======== RECORDS FOR THIS TASK ========

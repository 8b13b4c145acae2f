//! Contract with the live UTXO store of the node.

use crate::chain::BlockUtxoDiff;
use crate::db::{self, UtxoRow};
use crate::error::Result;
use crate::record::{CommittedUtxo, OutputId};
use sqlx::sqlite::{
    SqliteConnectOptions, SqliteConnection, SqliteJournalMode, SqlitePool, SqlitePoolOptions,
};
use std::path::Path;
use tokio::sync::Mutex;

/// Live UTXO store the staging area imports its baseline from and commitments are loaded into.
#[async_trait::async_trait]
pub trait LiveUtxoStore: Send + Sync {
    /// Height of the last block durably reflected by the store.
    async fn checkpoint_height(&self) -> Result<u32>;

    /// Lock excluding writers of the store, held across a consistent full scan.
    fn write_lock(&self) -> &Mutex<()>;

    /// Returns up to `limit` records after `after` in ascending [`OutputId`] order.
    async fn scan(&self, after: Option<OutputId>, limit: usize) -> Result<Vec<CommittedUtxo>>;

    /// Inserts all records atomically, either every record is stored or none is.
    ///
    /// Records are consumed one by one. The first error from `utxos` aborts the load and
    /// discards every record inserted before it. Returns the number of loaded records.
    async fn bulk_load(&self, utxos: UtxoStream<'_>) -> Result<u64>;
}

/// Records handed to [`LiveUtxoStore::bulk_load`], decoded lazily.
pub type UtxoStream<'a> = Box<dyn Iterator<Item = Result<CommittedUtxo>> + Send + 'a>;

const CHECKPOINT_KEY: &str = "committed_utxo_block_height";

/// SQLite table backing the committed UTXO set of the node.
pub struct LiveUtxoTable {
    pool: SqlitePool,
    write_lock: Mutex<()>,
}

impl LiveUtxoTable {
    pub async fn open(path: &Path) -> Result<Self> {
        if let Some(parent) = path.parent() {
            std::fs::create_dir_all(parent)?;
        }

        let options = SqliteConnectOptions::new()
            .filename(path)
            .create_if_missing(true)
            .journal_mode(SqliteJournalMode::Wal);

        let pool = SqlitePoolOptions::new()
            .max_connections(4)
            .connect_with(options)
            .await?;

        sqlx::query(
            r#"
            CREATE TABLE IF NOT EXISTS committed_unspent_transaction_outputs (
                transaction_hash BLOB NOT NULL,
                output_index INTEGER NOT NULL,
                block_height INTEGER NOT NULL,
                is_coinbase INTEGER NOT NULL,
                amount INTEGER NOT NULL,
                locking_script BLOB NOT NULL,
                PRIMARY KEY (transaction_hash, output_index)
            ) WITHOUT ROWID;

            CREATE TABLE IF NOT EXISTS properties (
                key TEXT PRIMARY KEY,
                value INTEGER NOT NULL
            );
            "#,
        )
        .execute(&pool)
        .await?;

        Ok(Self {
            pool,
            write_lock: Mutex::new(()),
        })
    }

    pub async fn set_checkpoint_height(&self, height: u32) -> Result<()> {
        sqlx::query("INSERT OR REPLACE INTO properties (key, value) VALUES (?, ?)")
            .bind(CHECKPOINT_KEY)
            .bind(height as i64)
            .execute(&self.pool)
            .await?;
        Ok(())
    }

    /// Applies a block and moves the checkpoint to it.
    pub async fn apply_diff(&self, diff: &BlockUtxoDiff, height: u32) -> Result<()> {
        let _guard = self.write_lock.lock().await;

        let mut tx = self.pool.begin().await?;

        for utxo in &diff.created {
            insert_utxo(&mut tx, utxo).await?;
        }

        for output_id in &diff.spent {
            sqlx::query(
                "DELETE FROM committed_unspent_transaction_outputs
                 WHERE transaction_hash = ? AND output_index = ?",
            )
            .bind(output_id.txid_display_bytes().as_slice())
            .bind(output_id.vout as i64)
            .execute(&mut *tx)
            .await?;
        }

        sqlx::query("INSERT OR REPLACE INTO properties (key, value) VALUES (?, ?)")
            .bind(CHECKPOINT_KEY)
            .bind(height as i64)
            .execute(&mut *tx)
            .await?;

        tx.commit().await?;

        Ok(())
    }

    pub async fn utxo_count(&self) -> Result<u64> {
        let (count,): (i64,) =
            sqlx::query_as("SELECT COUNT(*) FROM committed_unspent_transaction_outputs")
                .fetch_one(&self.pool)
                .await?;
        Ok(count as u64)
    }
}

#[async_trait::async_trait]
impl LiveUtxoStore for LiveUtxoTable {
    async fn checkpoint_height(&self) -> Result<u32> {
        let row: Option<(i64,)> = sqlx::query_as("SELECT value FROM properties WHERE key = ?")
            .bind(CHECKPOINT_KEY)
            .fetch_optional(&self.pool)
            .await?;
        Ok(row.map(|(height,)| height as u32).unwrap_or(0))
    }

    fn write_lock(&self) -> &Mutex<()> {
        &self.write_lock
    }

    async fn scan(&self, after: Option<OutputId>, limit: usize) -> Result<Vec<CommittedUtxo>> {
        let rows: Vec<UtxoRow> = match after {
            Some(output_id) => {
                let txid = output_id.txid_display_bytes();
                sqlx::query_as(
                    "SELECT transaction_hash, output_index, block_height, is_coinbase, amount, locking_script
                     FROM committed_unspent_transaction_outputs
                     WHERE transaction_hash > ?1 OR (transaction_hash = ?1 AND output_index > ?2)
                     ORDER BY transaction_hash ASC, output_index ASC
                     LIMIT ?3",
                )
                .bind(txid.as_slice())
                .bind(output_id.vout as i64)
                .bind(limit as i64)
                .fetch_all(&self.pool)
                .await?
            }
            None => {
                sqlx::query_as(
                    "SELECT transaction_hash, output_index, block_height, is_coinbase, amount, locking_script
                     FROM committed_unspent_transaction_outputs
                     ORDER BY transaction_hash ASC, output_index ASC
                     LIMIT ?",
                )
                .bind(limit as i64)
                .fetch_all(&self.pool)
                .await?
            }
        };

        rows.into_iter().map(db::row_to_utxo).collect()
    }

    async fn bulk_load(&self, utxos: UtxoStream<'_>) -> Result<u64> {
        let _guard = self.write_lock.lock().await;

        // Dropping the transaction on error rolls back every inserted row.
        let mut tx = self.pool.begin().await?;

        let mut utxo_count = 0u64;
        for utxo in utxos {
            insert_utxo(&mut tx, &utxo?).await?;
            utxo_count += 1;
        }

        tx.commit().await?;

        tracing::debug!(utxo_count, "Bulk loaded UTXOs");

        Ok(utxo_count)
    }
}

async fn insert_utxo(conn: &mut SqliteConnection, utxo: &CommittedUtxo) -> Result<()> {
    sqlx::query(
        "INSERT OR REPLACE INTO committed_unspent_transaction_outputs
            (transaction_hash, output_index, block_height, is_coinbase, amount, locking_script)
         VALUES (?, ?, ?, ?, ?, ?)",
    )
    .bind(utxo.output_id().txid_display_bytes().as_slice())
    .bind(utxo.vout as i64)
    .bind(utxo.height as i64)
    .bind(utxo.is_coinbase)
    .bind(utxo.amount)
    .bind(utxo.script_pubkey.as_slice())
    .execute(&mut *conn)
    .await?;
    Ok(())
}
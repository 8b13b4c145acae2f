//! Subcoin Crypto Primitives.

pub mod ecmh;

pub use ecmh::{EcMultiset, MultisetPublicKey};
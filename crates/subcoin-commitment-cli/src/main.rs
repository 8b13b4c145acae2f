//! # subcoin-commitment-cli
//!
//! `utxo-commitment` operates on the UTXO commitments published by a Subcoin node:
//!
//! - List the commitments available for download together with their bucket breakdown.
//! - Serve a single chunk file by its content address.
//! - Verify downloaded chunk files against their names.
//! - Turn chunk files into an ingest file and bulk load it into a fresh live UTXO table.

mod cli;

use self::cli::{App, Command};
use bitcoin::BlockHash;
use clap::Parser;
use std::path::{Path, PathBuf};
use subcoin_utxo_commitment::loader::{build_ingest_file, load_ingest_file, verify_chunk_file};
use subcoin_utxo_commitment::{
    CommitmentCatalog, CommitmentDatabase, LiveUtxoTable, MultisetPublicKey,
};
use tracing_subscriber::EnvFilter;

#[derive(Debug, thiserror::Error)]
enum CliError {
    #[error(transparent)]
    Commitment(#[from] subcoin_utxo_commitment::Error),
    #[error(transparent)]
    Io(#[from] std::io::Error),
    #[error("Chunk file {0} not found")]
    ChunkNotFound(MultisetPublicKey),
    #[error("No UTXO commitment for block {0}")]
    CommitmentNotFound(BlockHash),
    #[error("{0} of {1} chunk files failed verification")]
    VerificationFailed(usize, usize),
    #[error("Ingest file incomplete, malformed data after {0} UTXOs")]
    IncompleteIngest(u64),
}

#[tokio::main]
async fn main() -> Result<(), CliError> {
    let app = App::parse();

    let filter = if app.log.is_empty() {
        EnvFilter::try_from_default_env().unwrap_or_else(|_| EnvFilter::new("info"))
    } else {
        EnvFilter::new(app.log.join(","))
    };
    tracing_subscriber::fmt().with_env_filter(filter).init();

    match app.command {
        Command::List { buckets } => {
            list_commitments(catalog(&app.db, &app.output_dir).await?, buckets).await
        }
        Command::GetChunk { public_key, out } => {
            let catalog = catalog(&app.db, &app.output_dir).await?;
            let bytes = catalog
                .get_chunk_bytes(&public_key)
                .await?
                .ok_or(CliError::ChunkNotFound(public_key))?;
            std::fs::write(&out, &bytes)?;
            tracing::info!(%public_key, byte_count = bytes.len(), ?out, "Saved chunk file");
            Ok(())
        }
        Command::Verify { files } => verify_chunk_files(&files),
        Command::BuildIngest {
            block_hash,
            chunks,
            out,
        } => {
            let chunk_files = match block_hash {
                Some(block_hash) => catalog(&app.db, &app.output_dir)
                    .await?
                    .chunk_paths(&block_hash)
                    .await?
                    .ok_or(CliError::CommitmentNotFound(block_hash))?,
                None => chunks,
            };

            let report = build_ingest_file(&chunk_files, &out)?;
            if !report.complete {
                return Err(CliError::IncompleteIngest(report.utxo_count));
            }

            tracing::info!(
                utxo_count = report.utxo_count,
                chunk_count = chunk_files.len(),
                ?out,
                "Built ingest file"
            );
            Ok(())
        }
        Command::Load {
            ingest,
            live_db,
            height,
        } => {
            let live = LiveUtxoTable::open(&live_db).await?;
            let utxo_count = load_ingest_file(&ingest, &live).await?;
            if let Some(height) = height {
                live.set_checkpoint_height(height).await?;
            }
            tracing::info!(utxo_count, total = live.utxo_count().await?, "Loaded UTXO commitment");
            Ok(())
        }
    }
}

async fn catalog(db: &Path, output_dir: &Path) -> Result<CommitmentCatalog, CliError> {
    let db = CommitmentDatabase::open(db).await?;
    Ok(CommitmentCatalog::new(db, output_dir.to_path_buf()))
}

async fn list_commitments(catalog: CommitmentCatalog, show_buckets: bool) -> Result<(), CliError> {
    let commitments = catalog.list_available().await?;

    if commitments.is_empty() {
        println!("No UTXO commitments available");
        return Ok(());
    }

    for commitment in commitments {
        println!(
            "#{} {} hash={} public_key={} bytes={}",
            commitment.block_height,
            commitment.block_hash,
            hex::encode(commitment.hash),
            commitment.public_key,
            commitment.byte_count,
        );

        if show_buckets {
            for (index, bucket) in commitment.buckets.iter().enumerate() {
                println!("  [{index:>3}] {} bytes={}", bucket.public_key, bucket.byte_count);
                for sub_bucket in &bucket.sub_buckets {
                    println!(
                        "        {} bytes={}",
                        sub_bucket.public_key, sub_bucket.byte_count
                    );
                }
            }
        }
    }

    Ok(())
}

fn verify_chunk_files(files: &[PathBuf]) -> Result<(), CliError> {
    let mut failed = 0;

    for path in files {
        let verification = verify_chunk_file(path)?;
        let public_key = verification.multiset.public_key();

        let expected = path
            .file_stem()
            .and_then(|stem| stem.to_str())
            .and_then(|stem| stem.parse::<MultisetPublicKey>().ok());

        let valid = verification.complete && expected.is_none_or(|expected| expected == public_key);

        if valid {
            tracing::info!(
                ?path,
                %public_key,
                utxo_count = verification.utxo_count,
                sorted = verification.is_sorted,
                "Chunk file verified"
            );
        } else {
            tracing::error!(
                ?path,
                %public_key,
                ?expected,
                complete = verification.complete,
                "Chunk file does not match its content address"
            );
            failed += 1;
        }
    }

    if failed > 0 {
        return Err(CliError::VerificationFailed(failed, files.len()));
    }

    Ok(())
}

========

## EXERCISE BRIEF
From the records above, return each line that includes "match".

## RESPONSE BELOW
        let rows: Vec<UtxoRow> = match after {
    match app.command {
            let chunk_files = match block_hash {
                "Chunk file does not match its content address"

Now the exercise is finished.